Collected data entries:
Segment Open

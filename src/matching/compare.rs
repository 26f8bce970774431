//! Field-by-field comparison of a parsed BOM comment against a supplier
//! record.
//!
//! Every applicable check runs — a capacitor row gets its package,
//! capacitance, dielectric, and voltage all checked independently, and the
//! verdict reflects the full set of matches and issues rather than the
//! first disagreement. Checks only fire when *both* sides carry the field;
//! a missing field on either side is simply no evidence.

use std::collections::BTreeSet;
use std::sync::LazyLock;

use regex::Regex;
use serde::Serialize;
use tracing::debug;

use crate::core::comment::ParsedComment;
use crate::core::record::SupplierRecord;
use crate::core::types::CheckStatus;
use crate::units::{
    compact, format_capacitance, format_resistance, inductance_token, resistance_token,
};

/// Relative tolerance for comparing canonical component values. 5% covers
/// E24-series rounding between "4.7uF" and a supplier's "4.70uF" while
/// still separating adjacent series values.
pub const VALUE_REL_TOLERANCE: f64 = 0.05;

/// Absolute-tolerance floor for value comparison. Zero: component values
/// never sit close enough to zero to need one.
pub const VALUE_ABS_TOLERANCE: f64 = 0.0;

/// Slack added to the supplier voltage rating before the asymmetric check,
/// absorbing float noise in equal ratings.
const VOLTAGE_EPSILON: f64 = 1e-6;

/// Tokens considered for the last-resort overlap check
static TOKEN_RE: LazyLock<Regex> = LazyLock::new(|| Regex::new(r"[a-z0-9.+\-]+").unwrap());

/// Outcome of [`compare`] for a single BOM row.
#[derive(Debug, Clone, Serialize)]
pub struct FieldReport {
    /// OK iff no issues; WARN when issues coexist with matches; FAIL otherwise
    pub status: CheckStatus,

    /// Field names that corroborated the row (e.g. "capacitance",
    /// "resistance~token" for text-only corroboration)
    pub matches: Vec<String>,

    /// Human-readable descriptions of each disagreement
    pub issues: Vec<String>,

    /// Note attached when only the token-overlap fallback matched
    #[serde(skip_serializing_if = "Option::is_none")]
    pub fallback: Option<String>,
}

/// Compare a parsed BOM comment against a supplier record, field by field.
///
/// Pure: identical inputs always yield an identical report.
#[must_use]
pub fn compare(parsed: &ParsedComment, supplier: &SupplierRecord) -> FieldReport {
    let mut matches: Vec<String> = Vec::new();
    let mut issues: Vec<String> = Vec::new();

    if let (Some(bom), Some(sup)) = (&parsed.package, &supplier.package) {
        if bom == sup {
            matches.push("package".to_string());
        } else {
            issues.push(format!("package: BOM={bom} vs supplier={sup}"));
        }
    }

    if let (Some(bom), Some(sup)) = (&parsed.capacitance, &supplier.capacitance) {
        if bom.nearly_equal_to(sup, VALUE_REL_TOLERANCE, VALUE_ABS_TOLERANCE) {
            matches.push("capacitance".to_string());
        } else {
            issues.push(format!(
                "capacitance: BOM={} vs supplier={}",
                format_capacitance(bom.value),
                format_capacitance(sup.value)
            ));
        }
    }

    if let (Some(bom), Some(sup)) = (&parsed.dielectric, &supplier.dielectric) {
        if bom == sup {
            matches.push("dielectric".to_string());
        } else {
            issues.push(format!("dielectric: BOM={bom} vs supplier={sup}"));
        }
    }

    // Asymmetric: a part rated above the BOM's stated voltage is fine, a
    // part rated below it is not.
    if let (Some(bom), Some(sup)) = (&parsed.voltage, &supplier.voltage) {
        if bom.value <= sup.value + VOLTAGE_EPSILON {
            matches.push("voltage".to_string());
        } else {
            issues.push(format!(
                "voltage: BOM={}V > supplier={}V",
                compact(bom.value),
                compact(sup.value)
            ));
        }
    }

    if let Some(bom) = &parsed.resistance {
        if let Some(sup) = &supplier.resistance {
            if bom.nearly_equal_to(sup, VALUE_REL_TOLERANCE, VALUE_ABS_TOLERANCE) {
                matches.push("resistance".to_string());
            } else {
                issues.push(format!(
                    "resistance: BOM={} vs supplier={}",
                    format_resistance(bom.value),
                    format_resistance(sup.value)
                ));
            }
        } else {
            // Text-only corroboration: look for the magnitude token in the
            // description. Not a numeric check.
            let found = resistance_token(bom.value)
                .is_some_and(|token| supplier.describe.to_lowercase().contains(&token));
            if found {
                matches.push("resistance~token".to_string());
            } else {
                issues.push("resistance: could not confirm from supplier description".to_string());
            }
        }
    }

    if let Some(bom) = &parsed.inductance {
        if let Some(sup) = &supplier.inductance {
            if bom.nearly_equal_to(sup, VALUE_REL_TOLERANCE, VALUE_ABS_TOLERANCE) {
                matches.push("inductance".to_string());
            } else {
                issues.push(format!(
                    "inductance: BOM={}H vs supplier={}H",
                    compact(bom.value),
                    compact(sup.value)
                ));
            }
        } else {
            let describe = supplier.describe.to_lowercase().replace(['µ', 'μ'], "u");
            let found =
                inductance_token(bom.value).is_some_and(|token| describe.contains(&token));
            if found {
                matches.push("inductance~token".to_string());
            } else {
                issues.push("inductance: could not confirm from supplier description".to_string());
            }
        }
    }

    // Parts with none of the three value features are compared textually:
    // raw comment containment in model, brand, then description.
    if !parsed.has_value_feature() {
        let raw = parsed.raw.trim().to_lowercase();
        if !raw.is_empty() {
            let in_model = supplier
                .model
                .as_ref()
                .is_some_and(|m| m.to_lowercase().contains(&raw));
            let in_brand = supplier
                .brand
                .as_ref()
                .is_some_and(|b| b.to_lowercase().contains(&raw));
            if in_model || in_brand {
                matches.push("model/brand".to_string());
            } else if supplier.describe.to_lowercase().contains(&raw) {
                matches.push("describe~substring".to_string());
            } else {
                issues.push("no clear feature match for generic part".to_string());
            }
        }
    }

    // Last resort when nothing matched and nothing failed: token overlap
    // between the BOM text and the description.
    let mut fallback = None;
    if matches.is_empty() && issues.is_empty() {
        let bom_tokens = token_set(&parsed.raw);
        let desc_tokens = token_set(&supplier.describe);
        let overlap: Vec<&String> = bom_tokens.intersection(&desc_tokens).collect();
        let threshold = usize::max(2, bom_tokens.len() / 3);
        if overlap.len() >= threshold {
            matches.push("token~overlap".to_string());
            let shown: Vec<&str> = overlap.iter().take(6).map(|s| s.as_str()).collect();
            fallback = Some(format!("tokens matched: {}", shown.join(", ")));
        } else {
            issues.push("no clear feature match and low token overlap".to_string());
        }
    }

    let status = if issues.is_empty() {
        CheckStatus::Ok
    } else if matches.is_empty() {
        CheckStatus::Fail
    } else {
        CheckStatus::Warn
    };

    debug!(
        %status,
        matches = matches.len(),
        issues = issues.len(),
        "field comparison complete"
    );

    FieldReport {
        status,
        matches,
        issues,
        fallback,
    }
}

fn token_set(text: &str) -> BTreeSet<String> {
    TOKEN_RE
        .find_iter(&text.to_lowercase())
        .map(|m| m.as_str().to_string())
        .collect()
}

#[cfg(test)]
mod tests {
    use super::*;
    use crate::parsing::comment::parse_comment;

    #[test]
    fn test_capacitor_full_match() {
        let parsed = parse_comment("100nF X7R 0402 16V");
        let supplier = SupplierRecord::new("50V 100nF X7R 0402 MLCC")
            .with_package("0402")
            .with_capacitance(1.0e-7)
            .with_dielectric("X7R")
            .with_voltage(25.0);

        let report = compare(&parsed, &supplier);
        assert_eq!(report.status, CheckStatus::Ok);
        for field in ["package", "capacitance", "dielectric", "voltage"] {
            assert!(
                report.matches.iter().any(|m| m == field),
                "expected {field} in {:?}",
                report.matches
            );
        }
        assert!(report.issues.is_empty());
    }

    #[test]
    fn test_capacitance_within_five_percent() {
        let parsed = parse_comment("100nF");
        let supplier = SupplierRecord::new("cap").with_capacitance(1.0e-7);
        let report = compare(&parsed, &supplier);
        assert_eq!(report.status, CheckStatus::Ok);
        assert_eq!(report.matches, vec!["capacitance"]);
    }

    #[test]
    fn test_capacitance_outside_five_percent() {
        // 4.7uF vs 5.2uF is ~10.6% apart
        let parsed = parse_comment("4.7uF");
        let supplier = SupplierRecord::new("cap").with_capacitance(5.2e-6);
        let report = compare(&parsed, &supplier);
        assert_eq!(report.status, CheckStatus::Fail);
        assert!(report.issues[0].starts_with("capacitance:"));
    }

    #[test]
    fn test_voltage_is_asymmetric() {
        // Higher-rated supplier part passes
        let parsed = parse_comment("100nF 16V");
        let supplier = SupplierRecord::new("cap")
            .with_capacitance(1.0e-7)
            .with_voltage(25.0);
        assert_eq!(compare(&parsed, &supplier).status, CheckStatus::Ok);

        // Lower-rated supplier part is an issue
        let parsed = parse_comment("100nF 50V");
        let report = compare(&parsed, &supplier);
        assert_eq!(report.status, CheckStatus::Warn);
        assert!(report.issues[0].contains("50V > supplier=25V"));
    }

    #[test]
    fn test_voltage_equal_rating_passes() {
        let parsed = parse_comment("100nF 25V");
        let supplier = SupplierRecord::new("cap")
            .with_capacitance(1.0e-7)
            .with_voltage(25.0);
        assert_eq!(compare(&parsed, &supplier).status, CheckStatus::Ok);
    }

    #[test]
    fn test_dielectric_alias() {
        // NP0 on the BOM normalizes to C0G at parse time
        let parsed = parse_comment("22pF NP0");
        let supplier = SupplierRecord::new("cap")
            .with_capacitance(22e-12)
            .with_dielectric("C0G");
        let report = compare(&parsed, &supplier);
        assert_eq!(report.status, CheckStatus::Ok);
        assert!(report.matches.iter().any(|m| m == "dielectric"));
    }

    #[test]
    fn test_package_mismatch() {
        let parsed = parse_comment("100nF 0402");
        let supplier = SupplierRecord::new("cap")
            .with_package("0603")
            .with_capacitance(1.0e-7);
        let report = compare(&parsed, &supplier);
        assert_eq!(report.status, CheckStatus::Warn);
        assert!(report.issues[0].contains("BOM=0402 vs supplier=0603"));
    }

    #[test]
    fn test_resistance_structured_comparison() {
        let parsed = parse_comment("4.7kΩ 0603");
        let supplier = SupplierRecord::new("resistor")
            .with_package("0603")
            .with_resistance(4700.0);
        let report = compare(&parsed, &supplier);
        assert_eq!(report.status, CheckStatus::Ok);
        assert!(report.matches.iter().any(|m| m == "resistance"));
    }

    #[test]
    fn test_resistance_token_fallback() {
        let parsed = parse_comment("4.7kΩ");
        let supplier = SupplierRecord::new("4.7kΩ ±1% 1/10W Thick Film Resistor");
        let report = compare(&parsed, &supplier);
        assert_eq!(report.status, CheckStatus::Ok);
        assert_eq!(report.matches, vec!["resistance~token"]);

        let unrelated = SupplierRecord::new("10kΩ ±1% resistor");
        let report = compare(&parsed, &unrelated);
        assert_eq!(report.status, CheckStatus::Fail);
        assert!(report.issues[0].starts_with("resistance:"));
    }

    #[test]
    fn test_inductance_token_fallback() {
        let parsed = parse_comment("10uH");
        let supplier = SupplierRecord::new("10µH ±20% Power Inductor");
        let report = compare(&parsed, &supplier);
        assert_eq!(report.status, CheckStatus::Ok);
        assert_eq!(report.matches, vec!["inductance~token"]);
    }

    #[test]
    fn test_generic_part_model_containment() {
        let parsed = parse_comment("TPS54331");
        let supplier = SupplierRecord::new("Buck converter 3A 28V")
            .with_brand("Texas Instruments")
            .with_model("TPS54331DR");
        let report = compare(&parsed, &supplier);
        assert_eq!(report.status, CheckStatus::Ok);
        assert_eq!(report.matches, vec!["model/brand"]);
    }

    #[test]
    fn test_generic_part_describe_containment() {
        let parsed = parse_comment("Buck converter");
        let supplier = SupplierRecord::new("Buck Converter 3A 28V SOT-23")
            .with_model("XYZ123");
        let report = compare(&parsed, &supplier);
        assert_eq!(report.status, CheckStatus::Ok);
        assert_eq!(report.matches, vec!["describe~substring"]);
    }

    #[test]
    fn test_generic_part_no_match() {
        let parsed = parse_comment("LM317");
        let supplier = SupplierRecord::new("Schottky diode 40V 3A")
            .with_model("SS34")
            .with_brand("MDD");
        let report = compare(&parsed, &supplier);
        assert_eq!(report.status, CheckStatus::Fail);
        assert_eq!(report.issues, vec!["no clear feature match for generic part"]);
    }

    #[test]
    fn test_token_overlap_fallback() {
        // Capacitance present on the BOM side only, no other feature on
        // either side: nothing matches, nothing fails, fallback fires.
        let parsed = parse_comment("100nF bypass ceramic");
        let supplier = SupplierRecord::new("ceramic capacitor 100nf bypass general purpose");
        let report = compare(&parsed, &supplier);
        assert_eq!(report.status, CheckStatus::Ok);
        assert_eq!(report.matches, vec!["token~overlap"]);
        assert!(report.fallback.as_ref().unwrap().starts_with("tokens matched:"));
    }

    #[test]
    fn test_token_overlap_too_low() {
        let parsed = parse_comment("100nF bypass ceramic");
        let supplier = SupplierRecord::new("tantalum electrolytic 47uf");
        let report = compare(&parsed, &supplier);
        assert_eq!(report.status, CheckStatus::Fail);
        assert_eq!(
            report.issues,
            vec!["no clear feature match and low token overlap"]
        );
        assert!(report.fallback.is_none());
    }

    #[test]
    fn test_empty_comment_fails_conservatively() {
        let parsed = parse_comment("");
        let supplier = SupplierRecord::new("anything at all");
        let report = compare(&parsed, &supplier);
        assert_eq!(report.status, CheckStatus::Fail);
    }

    #[test]
    fn test_warn_when_matches_and_issues_coexist() {
        let parsed = parse_comment("100nF X7R 0603 16V");
        let supplier = SupplierRecord::new("cap")
            .with_package("0603")
            .with_capacitance(2.2e-7)
            .with_dielectric("X7R")
            .with_voltage(25.0);
        let report = compare(&parsed, &supplier);
        assert_eq!(report.status, CheckStatus::Warn);
        assert!(!report.matches.is_empty());
        assert!(!report.issues.is_empty());
    }
}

Segment Closed

Action item: Please output exactly the lines between the one holding "adjacent series values." and the one holding "Slack added to" in the records above, inclusive, and nothing more.

Solution for this exercise:
/// still separating adjacent series values.
pub const VALUE_REL_TOLERANCE: f64 = 0.05;

/// Absolute-tolerance floor for value comparison. Zero: component values
/// never sit close enough to zero to need one.
pub const VALUE_ABS_TOLERANCE: f64 = 0.0;

/// Slack added to the supplier voltage rating before the asymmetric check,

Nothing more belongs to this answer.